3. Invest in a coat for your dog. If you’re in an area that gets a significant snowfall and cold temperatures, your dog could benefit from an extra layer on them while outside. This is especially important for dogs like mine who have short, thin coats. *Warning: Frostbite and hypothermia are threats for dogs, just like people, so be sure to be aware of the length of walks you and your dog go on.
4. If your dog will tolerate them, booties can be an awesome addition to your dog’s closet. During the winter, sidewalks and streets are covered with all kinds of snow and ice melting remedies (ie. Salt, sand, chemicals, etc.). These remedies can be great for melting, but terrible for dogs’ paws. If booties don’t work (tried and failed in my house), and you can’t avoid the de-iced areas, be sure to keep a towel and cleaning solution in your house as soon as you return. *Warning: It is important to wipe down your dogs paws and bellies to ensure they don’t lick the possible toxic materials off their feet. Also, keeping their nails clipped short during the winter is essential. Long nails will force a dog’s paws to spread out more allowing for snow to get between their pads easier, creating a bigger problem. Trim the fur between your dog’s pads if they have long hair.
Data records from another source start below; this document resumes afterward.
//! Live win probability and fair odds for a two-player snooker match.
//!
//! Season strength and in-play statistics are combined in logit space into a
//! per-frame probability, dampened toward 50/50, and then run through a
//! best-of-N race model to price the match from the current frame score.

pub mod config;
pub mod dashboard;
pub mod evaluation;
pub mod input;
pub mod model;
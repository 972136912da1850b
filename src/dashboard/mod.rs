use axum::{
    extract::State,
    http::StatusCode,
    response::{Html, IntoResponse},
    routing::{get, post},
    Json, Router,
};
use serde_json::json;
use std::sync::Arc;
use tower_http::cors::CorsLayer;
use tracing::info;

use crate::evaluation::{evaluate, Evaluation};
use crate::input::EvaluationRequest;
use crate::model::ModelParams;

#[derive(Clone)]
pub struct AppState {
    /// Parameters used when a request carries no `model` block.
    pub params: ModelParams,
}

type ApiError = (StatusCode, Json<serde_json::Value>);

/// Build the Axum router for the dashboard.
pub fn router(state: AppState) -> Router {
    Router::new()
        .route("/", get(index_handler))
        .route("/api/model", get(model_handler))
        .route("/api/evaluate", post(evaluate_handler))
        .layer(CorsLayer::permissive())
        .with_state(Arc::new(state))
}

/// Serve the dashboard HTML page.
async fn index_handler() -> impl IntoResponse {
    Html(DASHBOARD_HTML)
}

/// GET /api/model
async fn model_handler(State(state): State<Arc<AppState>>) -> Json<ModelParams> {
    Json(state.params)
}

/// POST /api/evaluate
async fn evaluate_handler(
    State(state): State<Arc<AppState>>,
    Json(request): Json<EvaluationRequest>,
) -> Result<Json<Evaluation>, ApiError> {
    match evaluate(&request, &state.params) {
        Ok(eval) => {
            info!(
                "Evaluated {}-{} (bo{}): frame p {:.3}, match p {:.3}",
                eval.score.frames_a,
                eval.score.frames_b,
                eval.score.best_of,
                eval.frame.value,
                eval.match_probability
            );
            Ok(Json(eval))
        }
        Err(e) => {
            info!("Evaluation rejected: {}", e);
            Err((
                StatusCode::UNPROCESSABLE_ENTITY,
                Json(json!({ "error": e.to_string(), "field": e.field(), "hint": e.hint() })),
            ))
        }
    }
}

/// Embedded single-file dashboard (HTML + CSS + JS)
const DASHBOARD_HTML: &str = r#"<!DOCTYPE html>
<html lang="en">
<head>
<meta charset="UTF-8">
<meta name="viewport" content="width=device-width, initial-scale=1.0">
<title>Snooker In-Play Match Odds</title>
<style>
  :root {
    --bg: #0e0f13;
    --card: #141720;
    --border: #2a2d3a;
    --accent: #37a3ff;
    --green: #00c896;
    --red: #ff4f6a;
    --text: #e6ebff;
    --muted: #8888aa;
  }
  * { box-sizing: border-box; margin: 0; padding: 0; }
  body { background: var(--bg); color: var(--text); font-family: 'Segoe UI', system-ui, sans-serif; }
  header { padding: 1rem 2rem; border-bottom: 1px solid var(--border); }
  header h1 { font-size: 1.3rem; font-weight: 700; }
  main { padding: 1.5rem 2rem; display: grid; grid-template-columns: repeat(3, 1fr); gap: 1.5rem; }
  @media (max-width: 960px) { main { grid-template-columns: 1fr; } }
  .panel { background: var(--card); border: 1px solid var(--border); border-radius: 10px; padding: 1rem 1.2rem; }
  .panel h2 { color: var(--accent); font-size: .95rem; margin: .6rem 0 .4rem; }
  .row { display: flex; justify-content: space-between; align-items: center; margin: .25rem 0; font-size: .88rem; }
  input { width: 6rem; background: #0f121a; color: var(--text); border: 1px solid var(--border); border-radius: 4px; padding: .2rem .4rem; }
  input[type=checkbox] { width: auto; }
  button { width: 100%; margin: .8rem 0; padding: .5rem; background: var(--accent); color: #06111a; border: none; border-radius: 6px; font-weight: 700; cursor: pointer; }
  .out { color: var(--accent); font-weight: 600; }
  .pos { color: var(--green); }
  .neg { color: var(--red); }
  #hint { color: var(--muted); font-size: .85rem; white-space: pre-line; }
</style>
</head>
<body>
<header><h1>Snooker In-Play: Match Odds (Season + Live + Score)</h1></header>
<main>
  <section class="panel" id="season"></section>
  <section class="panel" id="live"></section>
  <section class="panel">
    <h2>Match state</h2>
    <div class="row">Best-of <input data-path="score.best_of"></div>
    <div class="row">Frames won A <input data-path="score.frames_a"></div>
    <div class="row">Frames won B <input data-path="score.frames_b"></div>
    <h2>Realism guards</h2>
    <div class="row">Shrink &lambda; <input id="lambda" type="number" step="0.01" min="0" max="1"></div>
    <div class="row">Cap per-frame p <input id="cap-on" type="checkbox"></div>
    <div class="row">Cap min <input id="cap-min" type="number" step="0.01"></div>
    <div class="row">Cap max <input id="cap-max" type="number" step="0.01"></div>
    <h2>Book back odds (match)</h2>
    <div class="row">Player A <input data-path="book_odds.a"></div>
    <div class="row">Player B <input data-path="book_odds.b"></div>
    <button onclick="update()">Update</button>
    <h2>Fair prices</h2>
    <div class="row">Per-frame win p (A) <span class="out" id="o-pframe"></span></div>
    <div class="row">Per-frame fair odds <span class="out" id="o-oframe"></span></div>
    <div class="row">Match win p (A) <span class="out" id="o-pmatch"></span></div>
    <div class="row">Player A fair odds <span class="out" id="o-oa"></span></div>
    <div class="row">Player B fair odds <span class="out" id="o-ob"></span></div>
    <p id="value"></p>
    <p id="hint">Fill season + live + score, then click Update.</p>
  </section>
</main>
<script>
const SEASON = [["points","Points scored"],["matches","Matches played"],["win_rate","Match win rate %"],
  ["shot_time","Avg shot time (s)"],["fifties","50+ breaks"],["centuries","100+ breaks"]];
const LIVE = [["pot_rate","Pot rate %"],["shot_time","Avg shot time (s)"],["fifties","50+ breaks"],
  ["centuries","100+ breaks"],["high_break","Highest break"],["points","Total match points"],
  ["shots","Shots taken"],["table_time","Time on table %"]];
let model = null;

function build(id, title, block, fields) {
  const el = document.getElementById(id);
  for (const p of ["a", "b"]) {
    el.insertAdjacentHTML("beforeend", `<h2>Player ${p.toUpperCase()} &mdash; ${title}</h2>`);
    for (const [key, label] of fields) {
      el.insertAdjacentHTML("beforeend",
        `<div class="row">${label} <input data-path="${block}.${p}.${key}"></div>`);
    }
  }
}

function setPath(obj, path, value) {
  const keys = path.split(".");
  let cur = obj;
  for (const k of keys.slice(0, -1)) cur = cur[k] = cur[k] || {};
  cur[keys[keys.length - 1]] = value;
}

function clearOutputs() {
  for (const id of ["o-pframe","o-oframe","o-pmatch","o-oa","o-ob","value"]) {
    document.getElementById(id).textContent = "";
  }
}

function sideText(label, side) {
  if (side.status === "blank") return `${label}: -`;
  if (side.status === "invalid") return `${label}: invalid odds`;
  const cls = side.band === "value" ? "pos" : (side.band === "no_value" ? "neg" : "");
  const edge = (side.edge_pct >= 0 ? "+" : "") + side.edge_pct.toFixed(1);
  return `<span class="${cls}">${label}: Fair ${side.fair_odds.toFixed(2)} vs Book ${side.book_odds.toFixed(2)} ` +
    `&rarr; Edge ${edge}% ${side.band.replace("_", " ").toUpperCase()}</span>`;
}

async function update() {
  const req = {};
  document.querySelectorAll("input[data-path]").forEach(i => setPath(req, i.dataset.path, i.value));
  req.model = JSON.parse(JSON.stringify(model));
  req.model.realism.shrink_lambda = parseFloat(document.getElementById("lambda").value);
  req.model.realism.cap_enabled = document.getElementById("cap-on").checked;
  req.model.realism.cap_min = parseFloat(document.getElementById("cap-min").value);
  req.model.realism.cap_max = parseFloat(document.getElementById("cap-max").value);

  const res = await fetch("/api/evaluate", {
    method: "POST", headers: {"Content-Type": "application/json"}, body: JSON.stringify(req)
  });
  const hint = document.getElementById("hint");
  if (!res.ok) {
    clearOutputs();
    const body = await res.json().catch(() => ({}));
    hint.textContent = body.hint || "Fill required Season + Live + Score fields and click Update.";
    return;
  }
  const e = await res.json();
  document.getElementById("o-pframe").textContent = e.frame.value.toFixed(3);
  document.getElementById("o-oframe").textContent = e.fair.frame.toFixed(2);
  document.getElementById("o-pmatch").textContent = e.match_probability.toFixed(3);
  document.getElementById("o-oa").textContent = e.fair.player_a.toFixed(2);
  document.getElementById("o-ob").textContent = e.fair.player_b.toFixed(2);
  document.getElementById("value").innerHTML =
    sideText("Player A", e.value.player_a) + "<br>" + sideText("Player B", e.value.player_b);
  hint.textContent = "";
}

async function init() {
  build("season", "Season", "season", SEASON);
  build("live", "Live", "live", LIVE);
  model = await (await fetch("/api/model")).json();
  document.getElementById("lambda").value = model.realism.shrink_lambda;
  document.getElementById("cap-on").checked = model.realism.cap_enabled;
  document.getElementById("cap-min").value = model.realism.cap_min;
  document.getElementById("cap-max").value = model.realism.cap_max;
}
init();
</script>
</body>
</html>
"#;
use std::path::PathBuf;

use clap::{Parser, Subcommand};

use crate::model::ModelParams;

/// Live snooker match odds from season strength, in-play stats and score
#[derive(Parser, Debug, Clone)]
#[command(name = "snooker-odds", version, about)]
pub struct Config {
    #[command(subcommand)]
    pub command: Command,

    /// JSON file with model weights and realism settings (defaults if absent)
    #[arg(long, env = "MODEL_CONFIG", global = true)]
    pub model_config: Option<PathBuf>,

    /// Realism shrink λ toward 50/50 (0.0–1.0)
    #[arg(long, env = "SHRINK_LAMBDA", global = true)]
    pub shrink_lambda: Option<f64>,

    /// Disable the per-frame probability cap
    #[arg(long, env = "NO_CAP", global = true)]
    pub no_cap: bool,

    /// Lower bound of the per-frame probability cap (0.0–0.5)
    #[arg(long, env = "CAP_MIN", global = true)]
    pub cap_min: Option<f64>,

    /// Upper bound of the per-frame probability cap (0.5–1.0)
    #[arg(long, env = "CAP_MAX", global = true)]
    pub cap_max: Option<f64>,
}

#[derive(Subcommand, Debug, Clone)]
pub enum Command {
    /// Evaluate one request and print the prices
    Evaluate {
        /// Request JSON file, or `-` for stdin
        #[arg(long, short, default_value = "-")]
        input: String,

        /// Print the full evaluation as JSON
        #[arg(long)]
        json: bool,
    },
    /// Run the dashboard
    Serve {
        /// Dashboard listen address
        #[arg(long, env = "DASHBOARD_ADDR", default_value = "0.0.0.0:8080")]
        addr: String,
    },
}

impl Config {
    pub fn validate(&self) -> anyhow::Result<()> {
        if let Some(lambda) = self.shrink_lambda {
            if !(0.0..=1.0).contains(&lambda) {
                anyhow::bail!("shrink_lambda must be between 0.0 and 1.0");
            }
        }
        if let Some(lo) = self.cap_min {
            if !(0.0..=0.5).contains(&lo) {
                anyhow::bail!("cap_min must be between 0.0 and 0.5");
            }
        }
        if let Some(hi) = self.cap_max {
            if !(0.5..=1.0).contains(&hi) {
                anyhow::bail!("cap_max must be between 0.5 and 1.0");
            }
        }
        Ok(())
    }

    /// Model parameters: file (or defaults), then flag overrides.
    pub fn model_params(&self) -> anyhow::Result<ModelParams> {
        let mut params = match &self.model_config {
            Some(path) => ModelParams::load(path)?,
            None => ModelParams::default(),
        };
        if let Some(lambda) = self.shrink_lambda {
            params.realism.shrink_lambda = lambda;
        }
        if self.no_cap {
            params.realism.cap_enabled = false;
        }
        if let Some(lo) = self.cap_min {
            params.realism.cap_min = lo;
        }
        if let Some(hi) = self.cap_max {
            params.realism.cap_max = hi;
        }
        validate_params(&params)?;
        Ok(params)
    }
}

/// Reject parameter sets the model would only silently repair.
pub fn validate_params(params: &ModelParams) -> anyhow::Result<()> {
    let realism = &params.realism;
    if !(0.0..=1.0).contains(&realism.shrink_lambda) {
        anyhow::bail!("realism.shrink_lambda must be between 0.0 and 1.0");
    }
    if realism.cap_enabled && realism.cap_min >= realism.cap_max {
        anyhow::bail!(
            "realism cap collapses: cap_min {} must be below cap_max {}",
            realism.cap_min,
            realism.cap_max
        );
    }
    if params.live.k_shots <= 0.0 {
        anyhow::bail!("live.k_shots must be positive");
    }
    Ok(())
}

#[cfg(test)]
mod tests {
    use super::*;
    use approx::assert_relative_eq;

    fn parse(args: &[&str]) -> Config {
        Config::try_parse_from(args).unwrap()
    }

    #[test]
    fn flags_override_realism() {
        let config = parse(&[
            "snooker-odds",
            "evaluate",
            "--shrink-lambda",
            "0.9",
            "--cap-max",
            "0.8",
        ]);
        config.validate().unwrap();
        let params = config.model_params().unwrap();
        assert_relative_eq!(params.realism.shrink_lambda, 0.9);
        assert_relative_eq!(params.realism.cap_max, 0.8);
        assert_relative_eq!(params.realism.cap_min, 0.45);
        assert!(params.realism.cap_enabled);
    }

    #[test]
    fn no_cap_disables_cap() {
        let config = parse(&["snooker-odds", "--no-cap", "serve"]);
        assert!(!config.model_params().unwrap().realism.cap_enabled);
        match config.command {
            Command::Serve { addr } => assert_eq!(addr, "0.0.0.0:8080"),
            other => panic!("Expected Serve, got {:?}", other),
        }
    }

    #[test]
    fn out_of_range_lambda_is_rejected() {
        let config = parse(&["snooker-odds", "evaluate", "--shrink-lambda", "1.5"]);
        assert!(config.validate().is_err());
    }

    #[test]
    fn collapsed_cap_is_rejected() {
        let config = parse(&[
            "snooker-odds",
            "evaluate",
            "--cap-min",
            "0.5",
            "--cap-max",
            "0.5",
        ]);
        config.validate().unwrap();
        assert!(config.model_params().is_err());
    }

    #[test]
    fn evaluate_reads_stdin_by_default() {
        match parse(&["snooker-odds", "evaluate"]).command {
            Command::Evaluate { input, json } => {
                assert_eq!(input, "-");
                assert!(!json);
            }
            other => panic!("Expected Evaluate, got {:?}", other),
        }
    }
}
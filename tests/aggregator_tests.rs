mod helpers;
use helpers::record;

use rescache::resources::aggregator::aggregate;
use serde_json::json;

// =========================================================================================
// 1. TOTALS
// =========================================================================================

#[test]
fn test_totals_across_records() {
    let records = vec![
        record("web-1", "", json!({"memory": 10, "cpu": 5}), json!({})),
        record("web-2", "", json!({"memory": 20, "cpu": 1}), json!({})),
    ];

    let (snapshot, skipped) = aggregate(&records, false);

    assert_eq!(snapshot.memory, 30);
    assert_eq!(snapshot.cpu, 6);
    assert_eq!(snapshot.servers, 2);
    assert_eq!(skipped, 0);
}

#[test]
fn test_feature_limits_are_summed() {
    let records = vec![
        record(
            "db-1",
            "",
            json!({"memory": 1024, "swap": 0, "disk": 10000, "io": 500, "cpu": 100}),
            json!({"databases": 2, "allocations": 1, "backups": 3}),
        ),
        record(
            "db-2",
            "",
            json!({"memory": 2048, "swap": 512, "disk": 20000, "io": 500, "cpu": 200}),
            json!({"databases": 1, "allocations": 2, "backups": 0}),
        ),
    ];

    let (snapshot, _) = aggregate(&records, false);

    assert_eq!(snapshot.memory, 3072);
    assert_eq!(snapshot.swap, 512);
    assert_eq!(snapshot.disk, 30000);
    assert_eq!(snapshot.io, 1000);
    assert_eq!(snapshot.cpu, 300);
    assert_eq!(snapshot.databases, 3);
    assert_eq!(snapshot.allocations, 3);
    assert_eq!(snapshot.backups, 3);
}

#[test]
fn test_empty_input_yields_zero_snapshot() {
    let (snapshot, skipped) = aggregate(&[], false);

    assert_eq!(snapshot.servers, 0);
    assert_eq!(snapshot.memory, 0);
    assert_eq!(skipped, 0);
}

// =========================================================================================
// 2. DEMO FILTERING
// =========================================================================================

#[test]
fn test_demo_servers_excluded_by_default() {
    let records = vec![
        record("Demo Box", "", json!({"memory": 100}), json!({})),
        record("prod-1", "", json!({"memory": 50}), json!({})),
    ];

    let (snapshot, skipped) = aggregate(&records, false);

    assert_eq!(snapshot.memory, 50);
    assert_eq!(snapshot.servers, 1);
    assert_eq!(skipped, 1);
}

#[test]
fn test_demo_servers_included_on_request() {
    let records = vec![
        record("Demo Box", "", json!({"memory": 100}), json!({})),
        record("prod-1", "", json!({"memory": 50}), json!({})),
    ];

    let (snapshot, skipped) = aggregate(&records, true);

    assert_eq!(snapshot.memory, 150);
    assert_eq!(snapshot.servers, 2);
    assert_eq!(skipped, 0);
}

#[test]
fn test_demo_match_is_case_insensitive_on_description() {
    let records = vec![record(
        "trial-7",
        "Customer DEMO environment",
        json!({"memory": 100}),
        json!({}),
    )];

    let (snapshot, skipped) = aggregate(&records, false);

    assert_eq!(snapshot.servers, 0);
    assert_eq!(skipped, 1);
}

// =========================================================================================
// 3. MALFORMED DATA TOLERANCE
// =========================================================================================

#[test]
fn test_missing_feature_limits_counts_zero() {
    let records = vec![serde_json::from_value(json!({
        "name": "bare-1",
        "limits": {"memory": 256}
    }))
    .unwrap()];

    let (snapshot, _) = aggregate(&records, false);

    assert_eq!(snapshot.memory, 256);
    assert_eq!(snapshot.databases, 0);
    assert_eq!(snapshot.allocations, 0);
    assert_eq!(snapshot.backups, 0);
    assert_eq!(snapshot.servers, 1);
}

#[test]
fn test_missing_limits_counts_zero() {
    let records = vec![serde_json::from_value(json!({
        "name": "bare-2",
        "feature_limits": {"databases": 4}
    }))
    .unwrap()];

    let (snapshot, _) = aggregate(&records, false);

    assert_eq!(snapshot.memory, 0);
    assert_eq!(snapshot.databases, 4);
    assert_eq!(snapshot.servers, 1);
}

#[test]
fn test_numeric_strings_are_coerced() {
    let records = vec![record(
        "str-1",
        "",
        json!({"memory": "1024", "cpu": "100"}),
        json!({}),
    )];

    let (snapshot, _) = aggregate(&records, false);

    assert_eq!(snapshot.memory, 1024);
    assert_eq!(snapshot.cpu, 100);
}

#[test]
fn test_garbage_values_count_zero() {
    let records = vec![record(
        "odd-1",
        "",
        json!({"memory": "Over 9 levels deep", "cpu": null, "disk": 500}),
        json!({}),
    )];

    let (snapshot, _) = aggregate(&records, false);

    assert_eq!(snapshot.memory, 0);
    assert_eq!(snapshot.cpu, 0);
    assert_eq!(snapshot.disk, 500);
    assert_eq!(snapshot.servers, 1);
}

// =========================================================================================
// 4. PURITY
// =========================================================================================

#[test]
fn test_aggregate_is_idempotent() {
    let records = vec![
        record("Demo Box", "", json!({"memory": 100}), json!({"databases": 1})),
        record("prod-1", "", json!({"memory": "50"}), json!({})),
    ];

    let first = aggregate(&records, false);
    let second = aggregate(&records, false);

    assert_eq!(first, second);
}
This can help prevent ice balls from forming, which feels like they are walking on rocks. Protective balms are available to help keep your dogs paws safe. Also, pet-friendly de-icing materials are great for your own sidewalk and driveway. You can encourage your neighbors to do the same!
5. Be aware of the effects of ANTIFREEZE. Avoid any excess dripping if you use it for your car or to winterize your pipes at home. Keep it out of reach from your pets and be careful visiting other homes or vacationing during the months it is used most. Antifreeze poisoning is one of the most common poisoning for small animals. *Warning: Symptoms include dizziness, fainting, seizures, weakness, vomiting, diarrhea, excessive urination and drinking, and rapid heartbeat. It is a good idea to keep an animal poison control phone number on hand in case this may occur.
WATCH: Older dogs and puppies can struggle during the cold winter months. If you decide to get a puppy during this time, be aware that potty training in the freezing cold may be an issue. You may want to paper-train them at home if they seem sensitive to the cold or only take them outside to go to the bathroom. Older dogs find it harder to regulate body temperature. Also, with age comes an ailment like arthritis that is worsened by cold weather. Adding a sweater to their wardrobe, or keeping them warm and indoors as much as possible may be a good idea.
All in all, these months should be as jolly for your pets as they are for you. Be sure to keep them warm and cozy by your side as you sit by the fire drinking hot cocoa. Use common sense regarding dos and don’ts during these months and be aware of your dog’s behavior and surroundings. It can be a slippery time for all of us out there, so use caution, avoid problems, allow your dogs to become snow bunnies and have fun!